INSTRUCTIONS TO FOLLOW
From the data below, copy out every line in which the word "Legacy" occurs.

• • • •

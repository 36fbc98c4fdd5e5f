//! Transaction inputs, outputs, and the unversioned prefix they sit in.

use xmr_codec::archive::{Archive, TagKind};
use xmr_codec::error::{Context, Error, Result, Traced};
use xmr_codec::{container, Message};
use xmr_crypto::Key;

use crate::container_ext::{container_u8, container_uvarint128};

/// A block height, carried by the single no-input-required "generation"
/// input every coinbase transaction has.
#[derive(Debug, Clone, Default, PartialEq, Eq)]
pub struct TxinGen {
    pub height: u64,
}

impl Message for TxinGen {
    fn serialize<A: Archive>(&mut self, ar: &mut A) -> Result<()> {
        ar.uvarint(&mut self.height).ctx_field("height")
    }
}

/// Legacy script input kind. Never populated by any transaction on the
/// live network; carried only because the variant dispatch tables name
/// it, matching the source's own empty-bodied stub.
#[derive(Debug, Clone, Default, PartialEq, Eq)]
pub struct TxinToScript;

impl Message for TxinToScript {
    fn serialize<A: Archive>(&mut self, _ar: &mut A) -> Result<()> {
        Ok(())
    }
}

/// Legacy script-hash input kind; see [`TxinToScript`].
#[derive(Debug, Clone, Default, PartialEq, Eq)]
pub struct TxinToScriptHash;

impl Message for TxinToScriptHash {
    fn serialize<A: Archive>(&mut self, _ar: &mut A) -> Result<()> {
        Ok(())
    }
}

/// A ring-signed key input: the real output's amount (zero once RingCT
/// hides amounts), the ring member offsets (relative, not absolute —
/// see the wide varint below), and the key image preventing double spend.
#[derive(Debug, Clone, Default, PartialEq, Eq)]
pub struct TxinToKey {
    pub amount: u64,
    /// Ring member offsets. These are occasionally observed beyond 64
    /// bits (absolute offsets before the relative-delta transform can
    /// exceed it for very large output sets), so each offset is decoded
    /// into a `u128` rather than truncated.
    pub key_offsets: Vec<u128>,
    pub k_image: Key,
}

impl Message for TxinToKey {
    fn serialize<A: Archive>(&mut self, ar: &mut A) -> Result<()> {
        ar.uvarint(&mut self.amount).ctx_field("amount")?;
        container_uvarint128(ar, &mut self.key_offsets).ctx_field("key_offsets")?;
        self.k_image.serialize(ar).ctx_field("k_image")
    }
}

/// The number of ring signatures a version-1 transaction must carry for
/// one input: zero for the script/generation kinds, one per ring member
/// for a key input.
fn expected_signature_count(input: &TxInV) -> usize {
    match input {
        TxInV::Gen(_) | TxInV::ToScript(_) | TxInV::ToScriptHash(_) => 0,
        TxInV::ToKey(k) => k.key_offsets.len(),
    }
}

/// The tagged union of transaction input kinds.
///
/// Both the blockchain and the Boost archive write exactly one tag byte
/// naming the active alternative then its body; the two formats disagree
/// on which byte value names which alternative (see [`Self::blockchain_tag`]
/// / [`Self::boost_tag`]), so every load/dump consults [`Archive::tag_kind`]
/// before picking a table.
#[derive(Debug, Clone, PartialEq, Eq)]
pub enum TxInV {
    Gen(TxinGen),
    ToScript(TxinToScript),
    ToScriptHash(TxinToScriptHash),
    ToKey(TxinToKey),
}

impl Default for TxInV {
    fn default() -> Self {
        TxInV::ToKey(TxinToKey::default())
    }
}

impl TxInV {
    fn blockchain_tag(&self) -> u8 {
        match self {
            TxInV::Gen(_) => 0xff,
            TxInV::ToScript(_) => 0x00,
            TxInV::ToScriptHash(_) => 0x01,
            TxInV::ToKey(_) => 0x02,
        }
    }

    fn boost_tag(&self) -> u8 {
        match self {
            TxInV::Gen(_) => 0x00,
            TxInV::ToScript(_) => 0x01,
            TxInV::ToScriptHash(_) => 0x02,
            TxInV::ToKey(_) => 0x03,
        }
    }

    fn tag_for(&self, kind: TagKind) -> u8 {
        match kind {
            TagKind::Blockchain => self.blockchain_tag(),
            TagKind::Boost => self.boost_tag(),
        }
    }

    fn from_tag(kind: TagKind, tag: u8) -> Result<Self> {
        let matched = match kind {
            TagKind::Blockchain => match tag {
                0xff => Some(TxInV::Gen(TxinGen::default())),
                0x00 => Some(TxInV::ToScript(TxinToScript)),
                0x01 => Some(TxInV::ToScriptHash(TxinToScriptHash)),
                0x02 => Some(TxInV::ToKey(TxinToKey::default())),
                _ => None,
            },
            TagKind::Boost => match tag {
                0x00 => Some(TxInV::Gen(TxinGen::default())),
                0x01 => Some(TxInV::ToScript(TxinToScript)),
                0x02 => Some(TxInV::ToScriptHash(TxinToScriptHash)),
                0x03 => Some(TxInV::ToKey(TxinToKey::default())),
                _ => None,
            },
        };
        matched.ok_or_else(|| Traced::new(Error::UnknownVariantTag(tag, "TxInV")))
    }
}

impl Message for TxInV {
    fn serialize<A: Archive>(&mut self, ar: &mut A) -> Result<()> {
        let mut tag = self.tag_for(ar.tag_kind());
        ar.variant_tag(&mut tag)?;
        if ar.dir().is_load() {
            *self = Self::from_tag(ar.tag_kind(), tag)?;
        }
        match self {
            TxInV::Gen(v) => v.serialize(ar).ctx_alt("txin_gen"),
            TxInV::ToScript(v) => v.serialize(ar).ctx_alt("txin_to_script"),
            TxInV::ToScriptHash(v) => v.serialize(ar).ctx_alt("txin_to_scripthash"),
            TxInV::ToKey(v) => v.serialize(ar).ctx_alt("txin_to_key"),
        }
    }
}

/// An output destined for a one-time public key — the only output kind a
/// modern transaction ever actually carries.
#[derive(Debug, Clone, Default, PartialEq, Eq)]
pub struct TxoutToKey {
    pub key: Key,
}

impl Message for TxoutToKey {
    fn serialize<A: Archive>(&mut self, ar: &mut A) -> Result<()> {
        self.key.serialize(ar).ctx_field("key")
    }
}

/// Legacy script output kind; see [`TxinToScript`].
#[derive(Debug, Clone, Default, PartialEq, Eq)]
pub struct TxoutToScript {
    pub keys: Vec<Key>,
    pub script: Vec<u8>,
}

impl Message for TxoutToScript {
    fn serialize<A: Archive>(&mut self, ar: &mut A) -> Result<()> {
        container(ar, &mut self.keys).ctx_field("keys")?;
        container_u8(ar, &mut self.script).ctx_field("script")
    }
}

/// Legacy script-hash output kind; see [`TxinToScript`].
#[derive(Debug, Clone, Default, PartialEq, Eq)]
pub struct TxoutToScriptHash {
    pub hash: Key,
}

impl Message for TxoutToScriptHash {
    fn serialize<A: Archive>(&mut self, ar: &mut A) -> Result<()> {
        self.hash.serialize(ar).ctx_field("hash")
    }
}

/// The tagged union of transaction output targets. See [`TxInV`] for the
/// two-tag-table dispatch this mirrors.
#[derive(Debug, Clone, PartialEq, Eq)]
pub enum TxoutTargetV {
    ToScript(TxoutToScript),
    ToScriptHash(TxoutToScriptHash),
    ToKey(TxoutToKey),
}

impl Default for TxoutTargetV {
    fn default() -> Self {
        TxoutTargetV::ToKey(TxoutToKey::default())
    }
}

impl TxoutTargetV {
    fn blockchain_tag(&self) -> u8 {
        match self {
            TxoutTargetV::ToScript(_) => 0x00,
            TxoutTargetV::ToScriptHash(_) => 0x01,
            TxoutTargetV::ToKey(_) => 0x02,
        }
    }

    fn boost_tag(&self) -> u8 {
        // Declared in the same order under both codecs, so the sequential
        // Boost assignment happens to coincide with the blockchain tags —
        // unlike TxInV, where the generation input's blockchain tag 0xff
        // breaks the pattern.
        self.blockchain_tag()
    }

    fn tag_for(&self, kind: TagKind) -> u8 {
        match kind {
            TagKind::Blockchain => self.blockchain_tag(),
            TagKind::Boost => self.boost_tag(),
        }
    }

    fn from_tag(tag: u8) -> Result<Self> {
        match tag {
            0x00 => Ok(TxoutTargetV::ToScript(TxoutToScript::default())),
            0x01 => Ok(TxoutTargetV::ToScriptHash(TxoutToScriptHash::default())),
            0x02 => Ok(TxoutTargetV::ToKey(TxoutToKey::default())),
            other => Err(Traced::new(Error::UnknownVariantTag(other, "TxoutTargetV"))),
        }
    }
}

impl Message for TxoutTargetV {
    fn serialize<A: Archive>(&mut self, ar: &mut A) -> Result<()> {
        let mut tag = self.tag_for(ar.tag_kind());
        ar.variant_tag(&mut tag)?;
        if ar.dir().is_load() {
            *self = Self::from_tag(tag)?;
        }
        match self {
            TxoutTargetV::ToScript(v) => v.serialize(ar).ctx_alt("txout_to_script"),
            TxoutTargetV::ToScriptHash(v) => v.serialize(ar).ctx_alt("txout_to_scripthash"),
            TxoutTargetV::ToKey(v) => v.serialize(ar).ctx_alt("txout_to_key"),
        }
    }
}

/// One transaction output: an amount (zero once RingCT hides it in
/// `RctSigBase::ecdh_info`) and its target.
#[derive(Debug, Clone, Default, PartialEq, Eq)]
pub struct TxOut {
    pub amount: u64,
    pub target: TxoutTargetV,
}

impl Message for TxOut {
    fn serialize<A: Archive>(&mut self, ar: &mut A) -> Result<()> {
        ar.uvarint(&mut self.amount).ctx_field("amount")?;
        self.target.serialize(ar).ctx_field("target")
    }
}

/// The unconditional, unversioned part of a transaction shared by every
/// protocol era: version tag, unlock time, inputs, outputs and the opaque
/// `extra` byte string.
#[derive(Debug, Clone, Default, PartialEq, Eq)]
pub struct TransactionPrefix {
    pub version: u64,
    pub unlock_time: u64,
    pub vin: Vec<TxInV>,
    pub vout: Vec<TxOut>,
    pub extra: Vec<u8>,
}

impl TransactionPrefix {
    /// The per-input expected ring-signature count a version-1
    /// transaction must satisfy — see [`crate::Transaction`]'s custom
    /// serialize routine.
    pub(crate) fn expected_signature_counts(&self) -> Vec<usize> {
        self.vin.iter().map(expected_signature_count).collect()
    }
}

impl Message for TransactionPrefix {
    fn serialize<A: Archive>(&mut self, ar: &mut A) -> Result<()> {
        ar.uvarint(&mut self.version).ctx_field("version")?;
        ar.uvarint(&mut self.unlock_time).ctx_field("unlock_time")?;
        container(ar, &mut self.vin).ctx_field("vin")?;
        container(ar, &mut self.vout).ctx_field("vout")?;
        container_u8(ar, &mut self.extra).ctx_field("extra")
    }
}

#[cfg(test)]
mod tests {
    use super::*;
    use xmr_archives::{BlockchainArchive, HardForkProfile};
    use xmr_codec::io::{SliceReader, VecWriter};

    #[test]
    fn transaction_prefix_round_trips() {
        let mut prefix = TransactionPrefix {
            version: 2,
            unlock_time: 0,
            vin: vec![TxInV::ToKey(TxinToKey {
                amount: 0,
                key_offsets: vec![5, 9, 1u128 << 76],
                k_image: Key::from([3u8; 32]),
            })],
            vout: vec![TxOut {
                amount: 1000,
                target: TxoutTargetV::ToKey(TxoutToKey { key: Key::from([4u8; 32]) }),
            }],
            extra: vec![1, 2, 3],
        };

        let mut writer = VecWriter::new();
        {
            let mut ar = BlockchainArchive::writer(&mut writer, HardForkProfile::v9());
            prefix.serialize(&mut ar).unwrap();
        }
        let bytes = writer.into_bytes();

        let mut loaded = TransactionPrefix::default();
        let mut reader = SliceReader::new(&bytes);
        let mut ar = BlockchainArchive::reader(&mut reader, HardForkProfile::v9());
        loaded.serialize(&mut ar).unwrap();

        assert_eq!(loaded, prefix);
    }

    #[test]
    fn unknown_blockchain_variant_tag_is_rejected() {
        let bytes = [0x05u8];
        let mut reader = SliceReader::new(&bytes);
        let mut ar = BlockchainArchive::reader(&mut reader, HardForkProfile::v9());
        let mut input = TxInV::default();
        assert!(input.serialize(&mut ar).is_err());
    }
}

• • • •

EXPECTED OUTPUT
/// Legacy script input kind. Never populated by any transaction on the
/// Legacy script-hash input kind; see [`TxinToScript`].
/// Legacy script output kind; see [`TxinToScript`].
/// Legacy script-hash output kind; see [`TxinToScript`].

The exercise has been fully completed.